TO DO: Nothing in the records may change. Print them all again.

--- SOURCE INFORMATION Enclosed Below ---

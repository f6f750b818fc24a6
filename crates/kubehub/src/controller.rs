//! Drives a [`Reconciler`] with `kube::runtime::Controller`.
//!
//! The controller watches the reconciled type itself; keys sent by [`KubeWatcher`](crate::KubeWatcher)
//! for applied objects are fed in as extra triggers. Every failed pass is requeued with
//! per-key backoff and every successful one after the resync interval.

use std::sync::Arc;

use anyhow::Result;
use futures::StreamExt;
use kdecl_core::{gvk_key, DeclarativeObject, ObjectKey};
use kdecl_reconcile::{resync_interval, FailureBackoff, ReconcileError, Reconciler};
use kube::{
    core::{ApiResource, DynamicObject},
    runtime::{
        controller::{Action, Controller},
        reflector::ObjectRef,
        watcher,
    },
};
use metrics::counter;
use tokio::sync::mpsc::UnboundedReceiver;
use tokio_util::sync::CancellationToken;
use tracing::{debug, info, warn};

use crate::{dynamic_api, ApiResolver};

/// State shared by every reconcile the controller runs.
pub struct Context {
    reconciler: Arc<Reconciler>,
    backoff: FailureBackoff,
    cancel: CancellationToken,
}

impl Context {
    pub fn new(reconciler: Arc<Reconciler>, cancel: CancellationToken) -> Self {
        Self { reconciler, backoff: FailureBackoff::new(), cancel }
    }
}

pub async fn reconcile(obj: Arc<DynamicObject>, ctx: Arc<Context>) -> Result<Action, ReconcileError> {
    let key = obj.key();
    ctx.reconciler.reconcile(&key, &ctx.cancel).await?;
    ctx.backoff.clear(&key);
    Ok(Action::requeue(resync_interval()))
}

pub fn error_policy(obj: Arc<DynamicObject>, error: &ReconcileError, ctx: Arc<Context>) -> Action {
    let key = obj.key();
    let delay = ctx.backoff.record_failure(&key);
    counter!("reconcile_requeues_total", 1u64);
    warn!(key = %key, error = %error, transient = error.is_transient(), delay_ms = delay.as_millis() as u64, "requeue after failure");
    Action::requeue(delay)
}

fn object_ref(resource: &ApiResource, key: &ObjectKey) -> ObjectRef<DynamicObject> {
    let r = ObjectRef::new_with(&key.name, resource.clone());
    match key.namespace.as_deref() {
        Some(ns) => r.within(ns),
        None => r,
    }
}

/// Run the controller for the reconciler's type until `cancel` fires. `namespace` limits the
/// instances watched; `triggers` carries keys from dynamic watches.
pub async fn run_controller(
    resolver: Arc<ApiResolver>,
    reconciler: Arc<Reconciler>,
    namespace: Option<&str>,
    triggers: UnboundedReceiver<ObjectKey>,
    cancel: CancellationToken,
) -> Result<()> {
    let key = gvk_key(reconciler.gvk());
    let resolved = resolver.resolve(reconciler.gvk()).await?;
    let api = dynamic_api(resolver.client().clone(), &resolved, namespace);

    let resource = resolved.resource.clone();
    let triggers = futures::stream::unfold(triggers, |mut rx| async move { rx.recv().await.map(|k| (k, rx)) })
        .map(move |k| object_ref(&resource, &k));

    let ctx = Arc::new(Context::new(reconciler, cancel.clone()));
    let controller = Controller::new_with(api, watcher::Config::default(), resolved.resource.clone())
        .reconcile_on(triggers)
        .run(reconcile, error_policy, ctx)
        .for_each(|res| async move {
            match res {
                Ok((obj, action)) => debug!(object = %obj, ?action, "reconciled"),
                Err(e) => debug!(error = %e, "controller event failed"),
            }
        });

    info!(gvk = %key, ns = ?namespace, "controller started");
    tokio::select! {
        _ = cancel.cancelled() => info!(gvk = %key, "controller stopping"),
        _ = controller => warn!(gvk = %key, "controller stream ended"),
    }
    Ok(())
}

--- End of Enclosed SOURCE INFORMATION ---

TASK RESPONSE:
repository f6f750b818fc24a6
filename crates/kubehub/src/controller.rs
//! Drives a [`Reconciler`] with `kube::runtime::Controller`.
//!
//! The controller watches the reconciled type itself; keys sent by [`KubeWatcher`](crate::KubeWatcher)
//! for applied objects are fed in as extra triggers. Every failed pass is requeued with
//! per-key backoff and every successful one after the resync interval.

use std::sync::Arc;

use anyhow::Result;
use futures::StreamExt;
use kdecl_core::{gvk_key, DeclarativeObject, ObjectKey};
use kdecl_reconcile::{resync_interval, FailureBackoff, ReconcileError, Reconciler};
use kube::{
    core::{ApiResource, DynamicObject},
    runtime::{
        controller::{Action, Controller},
        reflector::ObjectRef,
        watcher,
    },
};
use metrics::counter;
use tokio::sync::mpsc::UnboundedReceiver;
use tokio_util::sync::CancellationToken;
use tracing::{debug, info, warn};

use crate::{dynamic_api, ApiResolver};

/// State shared by every reconcile the controller runs.
pub struct Context {
    reconciler: Arc<Reconciler>,
    backoff: FailureBackoff,
    cancel: CancellationToken,
}

impl Context {
    pub fn new(reconciler: Arc<Reconciler>, cancel: CancellationToken) -> Self {
        Self { reconciler, backoff: FailureBackoff::new(), cancel }
    }
}

pub async fn reconcile(obj: Arc<DynamicObject>, ctx: Arc<Context>) -> Result<Action, ReconcileError> {
    let key = obj.key();
    ctx.reconciler.reconcile(&key, &ctx.cancel).await?;
    ctx.backoff.clear(&key);
    Ok(Action::requeue(resync_interval()))
}

pub fn error_policy(obj: Arc<DynamicObject>, error: &ReconcileError, ctx: Arc<Context>) -> Action {
    let key = obj.key();
    let delay = ctx.backoff.record_failure(&key);
    counter!("reconcile_requeues_total", 1u64);
    warn!(key = %key, error = %error, transient = error.is_transient(), delay_ms = delay.as_millis() as u64, "requeue after failure");
    Action::requeue(delay)
}

fn object_ref(resource: &ApiResource, key: &ObjectKey) -> ObjectRef<DynamicObject> {
    let r = ObjectRef::new_with(&key.name, resource.clone());
    match key.namespace.as_deref() {
        Some(ns) => r.within(ns),
        None => r,
    }
}

/// Run the controller for the reconciler's type until `cancel` fires. `namespace` limits the
/// instances watched; `triggers` carries keys from dynamic watches.
pub async fn run_controller(
    resolver: Arc<ApiResolver>,
    reconciler: Arc<Reconciler>,
    namespace: Option<&str>,
    triggers: UnboundedReceiver<ObjectKey>,
    cancel: CancellationToken,
) -> Result<()> {
    let key = gvk_key(reconciler.gvk());
    let resolved = resolver.resolve(reconciler.gvk()).await?;
    let api = dynamic_api(resolver.client().clone(), &resolved, namespace);

    let resource = resolved.resource.clone();
    let triggers = futures::stream::unfold(triggers, |mut rx| async move { rx.recv().await.map(|k| (k, rx)) })
        .map(move |k| object_ref(&resource, &k));

    let ctx = Arc::new(Context::new(reconciler, cancel.clone()));
    let controller = Controller::new_with(api, watcher::Config::default(), resolved.resource.clone())
        .reconcile_on(triggers)
        .run(reconcile, error_policy, ctx)
        .for_each(|res| async move {
            match res {
                Ok((obj, action)) => debug!(object = %obj, ?action, "reconciled"),
                Err(e) => debug!(error = %e, "controller event failed"),
            }
        });

    info!(gvk = %key, ns = ?namespace, "controller started");
    tokio::select! {
        _ = cancel.cancelled() => info!(gvk = %key, "controller stopping"),
        _ = controller => warn!(gvk = %key, "controller stream ended"),
    }
    Ok(())
}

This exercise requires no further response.